- TASK PROMPT -
Since only part of the material below is wanted, output exactly the lines from the one with "backend is chosen" up to and including the one with "mod schema;".

======== SOURCE DATA ========

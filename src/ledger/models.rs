use std::{fmt, str::FromStr};

use serde::{Deserialize, Serialize};
use sqlx::FromRow;
use time::{Date, OffsetDateTime};
use uuid::Uuid;

use crate::error::StoreError;

#[derive(Debug, Clone, PartialEq, Serialize, Deserialize, FromRow)]
pub struct Student {
    pub student_id: String, // natural key, immutable
    pub first_name: String,
    pub last_name: String,
}

impl Student {
    pub fn full_name(&self) -> String {
        format!("{} {}", self.first_name, self.last_name)
    }
}

#[derive(Debug, Clone, PartialEq, Serialize, Deserialize, FromRow)]
pub struct Course {
    pub course_id: String, // natural key, immutable
    pub name: String,
    pub credits: i32,
}

/// One recorded mark. `student_id`/`course_id` are plain references; they are
/// only checked when the grade is created.
#[derive(Debug, Clone, PartialEq, Serialize, Deserialize, FromRow)]
pub struct Grade {
    pub id: Uuid,
    pub student_id: String,
    pub course_id: String,
    pub grade: f64,
    pub date: Date,
}

#[derive(Debug, Clone, Copy, PartialEq, Eq, Serialize, Deserialize)]
#[serde(rename_all = "lowercase")]
pub enum Role {
    Admin,
    Teacher,
}

impl Role {
    pub fn as_str(self) -> &'static str {
        match self {
            Role::Admin => "admin",
            Role::Teacher => "teacher",
        }
    }
}

impl fmt::Display for Role {
    fn fmt(&self, f: &mut fmt::Formatter<'_>) -> fmt::Result {
        f.write_str(self.as_str())
    }
}

impl FromStr for Role {
    type Err = StoreError;

    fn from_str(s: &str) -> Result<Self, Self::Err> {
        match s {
            "admin" => Ok(Role::Admin),
            "teacher" => Ok(Role::Teacher),
            other => Err(StoreError::Corrupt(format!("unknown role '{other}'"))),
        }
    }
}

/// Credential record.
#[derive(Debug, Clone, Serialize)]
pub struct User {
    pub id: Uuid,
    pub username: String,
    #[serde(skip_serializing)]
    pub password_hash: String, // Argon2 PHC string, never exposed
    pub role: Role,
    #[serde(with = "time::serde::rfc3339")]
    pub created_at: OffsetDateTime,
}

#[derive(Debug, Clone)]
pub struct StudentPatch {
    pub first_name: String,
    pub last_name: String,
}

#[derive(Debug, Clone)]
pub struct CoursePatch {
    pub name: String,
    pub credits: i32,
}

/// Partial grade update; `None` keeps the stored value.
#[derive(Debug, Clone, Default)]
pub struct GradePatch {
    pub student_id: Option<String>,
    pub course_id: Option<String>,
    pub grade: Option<f64>,
    pub date: Option<Date>,
}

impl GradePatch {
    pub fn apply(&self, grade: &mut Grade) {
        if let Some(student_id) = &self.student_id {
            grade.student_id = student_id.clone();
        }
        if let Some(course_id) = &self.course_id {
            grade.course_id = course_id.clone();
        }
        if let Some(value) = self.grade {
            grade.grade = value;
        }
        if let Some(date) = self.date {
            grade.date = date;
        }
    }
}

/// Grade selection; `None` matches anything.
#[derive(Debug, Clone, Default)]
pub struct GradeFilter {
    pub student_id: Option<String>,
    pub course_id: Option<String>,
}

impl GradeFilter {
    pub fn all() -> Self {
        Self::default()
    }

    pub fn student(student_id: &str) -> Self {
        Self {
            student_id: Some(student_id.to_string()),
            course_id: None,
        }
    }

    pub fn course(course_id: &str) -> Self {
        Self {
            student_id: None,
            course_id: Some(course_id.to_string()),
        }
    }

    pub fn matches(&self, grade: &Grade) -> bool {
        self.student_id
            .as_deref()
            .map_or(true, |id| grade.student_id == id)
            && self
                .course_id
                .as_deref()
                .map_or(true, |id| grade.course_id == id)
    }
}

#[derive(Debug, Clone, Copy, PartialEq, Eq, Serialize)]
pub struct CascadeOutcome {
    pub deleted_grades: u64,
}
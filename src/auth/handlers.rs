use axum::{
    extract::{FromRef, State},
    routing::{get, post},
    Json, Router,
};
use tracing::{error, info, instrument, warn};

use crate::{
    auth::{
        dto::{AuthResponse, JwtKeys, LoginRequest, PublicUser, RegisterRequest, VerifyResponse},
        extractors::{AdminUser, AuthUser},
        services::{
            authenticate, create_user, is_valid_username, MAX_USERNAME_CHARS, MIN_PASSWORD_LEN,
        },
    },
    error::{ApiError, AppJson},
    ledger::{Role, User},
    state::AppState,
};

pub fn auth_routes() -> Router<AppState> {
    Router::new()
        .route("/auth/register", post(register))
        .route("/auth/login", post(login))
        .route("/auth/verify", get(verify))
        .route("/auth/users", get(list_users))
}

fn sign(state: &AppState, user: &User) -> Result<String, ApiError> {
    JwtKeys::from_ref(state).issue(user).map_err(|e| {
        error!(error = %e, "jwt sign failed");
        ApiError::internal(e)
    })
}

#[instrument(skip(state, payload))]
pub async fn register(
    State(state): State<AppState>,
    AppJson(payload): AppJson<RegisterRequest>,
) -> Result<Json<AuthResponse>, ApiError> {
    let (Some(username), Some(password)) = (payload.username, payload.password) else {
        return Err(ApiError::validation("username and password are required"));
    };
    let username = username.trim().to_string();

    if !is_valid_username(&username) {
        warn!(%username, "invalid username");
        return Err(ApiError::validation(format!(
            "username must be 1-{MAX_USERNAME_CHARS} characters without spaces"
        )));
    }
    if password.chars().count() < MIN_PASSWORD_LEN {
        warn!("password too short");
        return Err(ApiError::validation(format!(
            "password must be at least {MIN_PASSWORD_LEN} characters"
        )));
    }

    // Anything other than an explicit "admin" registers a teacher.
    let role = match payload.role.as_deref() {
        Some("admin") => Role::Admin,
        _ => Role::Teacher,
    };

    let user = create_user(state.ledger.as_ref(), &username, &password, role).await?;
    let token = sign(&state, &user)?;

    info!(user_id = %user.id, username = %user.username, "user registered");
    Ok(Json(AuthResponse {
        success: true,
        token,
        user: PublicUser::from(&user),
    }))
}

#[instrument(skip(state, payload))]
pub async fn login(
    State(state): State<AppState>,
    AppJson(payload): AppJson<LoginRequest>,
) -> Result<Json<AuthResponse>, ApiError> {
    let (Some(username), Some(password)) = (payload.username, payload.password) else {
        return Err(ApiError::validation("username and password are required"));
    };

    let user = authenticate(state.ledger.as_ref(), username.trim(), &password).await?;
    let token = sign(&state, &user)?;

    info!(user_id = %user.id, username = %user.username, "user logged in");
    Ok(Json(AuthResponse {
        success: true,
        token,
        user: PublicUser::from(&user),
    }))
}

#[instrument(skip_all)]
pub async fn verify(AuthUser(claims): AuthUser) -> Json<VerifyResponse> {
    Json(VerifyResponse {
        success: true,
        user: claims,
    })
}

#[instrument(skip_all)]
pub async fn list_users(
    State(state): State<AppState>,
    AdminUser(admin): AdminUser,
) -> Result<Json<Vec<User>>, ApiError> {
    let users = state.ledger.list_users().await?;
    info!(admin = %admin.username, count = users.len(), "users listed");
    Ok(Json(users))
}
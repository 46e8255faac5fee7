//! Durable storage for students, courses, grades and users.
//!
//! Handlers only see the [`LedgerStore`] trait; the concrete backend is chosen
//! at startup (`LEDGER_BACKEND`) and injected through `AppState`.

use async_trait::async_trait;
use uuid::Uuid;

use crate::error::StoreError;

mod memory;
pub mod models;
mod postgres;
mod schema;

pub use memory::MemoryLedger;
pub use models::{
    CascadeOutcome, Course, CoursePatch, Grade, GradeFilter, GradePatch, Role, Student,
    StudentPatch, User,
};
pub use postgres::PgLedger;

pub type StoreResult<T> = Result<T, StoreError>;

#[async_trait]
pub trait LedgerStore: Send + Sync {
    /// Cheap round-trip used by the health check.
    async fn ping(&self) -> StoreResult<()>;

    /// Releases backend resources on shutdown.
    async fn close(&self) {}

    // --- students ---
    async fn insert_student(&self, student: &Student) -> StoreResult<()>;
    /// All students ordered by `student_id`.
    async fn list_students(&self) -> StoreResult<Vec<Student>>;
    async fn find_student(&self, student_id: &str) -> StoreResult<Option<Student>>;
    async fn update_student(&self, student_id: &str, patch: &StudentPatch) -> StoreResult<Student>;
    /// Removes the student and every grade referencing it.
    async fn delete_student(&self, student_id: &str) -> StoreResult<CascadeOutcome>;
    async fn count_students(&self) -> StoreResult<u64>;

    // --- courses ---
    async fn insert_course(&self, course: &Course) -> StoreResult<()>;
    /// All courses ordered by `course_id`.
    async fn list_courses(&self) -> StoreResult<Vec<Course>>;
    async fn find_course(&self, course_id: &str) -> StoreResult<Option<Course>>;
    async fn update_course(&self, course_id: &str, patch: &CoursePatch) -> StoreResult<Course>;
    /// Removes the course and every grade referencing it.
    async fn delete_course(&self, course_id: &str) -> StoreResult<CascadeOutcome>;
    async fn count_courses(&self) -> StoreResult<u64>;

    // --- grades ---
    async fn insert_grade(&self, grade: &Grade) -> StoreResult<()>;
    /// Matching grades in insertion order.
    async fn list_grades(&self, filter: &GradeFilter) -> StoreResult<Vec<Grade>>;
    async fn find_grade(&self, id: Uuid) -> StoreResult<Option<Grade>>;
    async fn update_grade(&self, id: Uuid, patch: &GradePatch) -> StoreResult<Grade>;
    async fn delete_grade(&self, id: Uuid) -> StoreResult<()>;
    async fn count_grades(&self, filter: &GradeFilter) -> StoreResult<u64>;

    // --- users ---
    async fn insert_user(&self, user: &User) -> StoreResult<()>;
    async fn find_user_by_username(&self, username: &str) -> StoreResult<Option<User>>;
    /// All users ordered by username.
    async fn list_users(&self) -> StoreResult<Vec<User>>;
    async fn count_users(&self) -> StoreResult<u64>;
}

========

- ANSWER BELOW -
//! Handlers only see the [`LedgerStore`] trait; the concrete backend is chosen
//! at startup (`LEDGER_BACKEND`) and injected through `AppState`.

use async_trait::async_trait;
use uuid::Uuid;

use crate::error::StoreError;

mod memory;
pub mod models;
mod postgres;
mod schema;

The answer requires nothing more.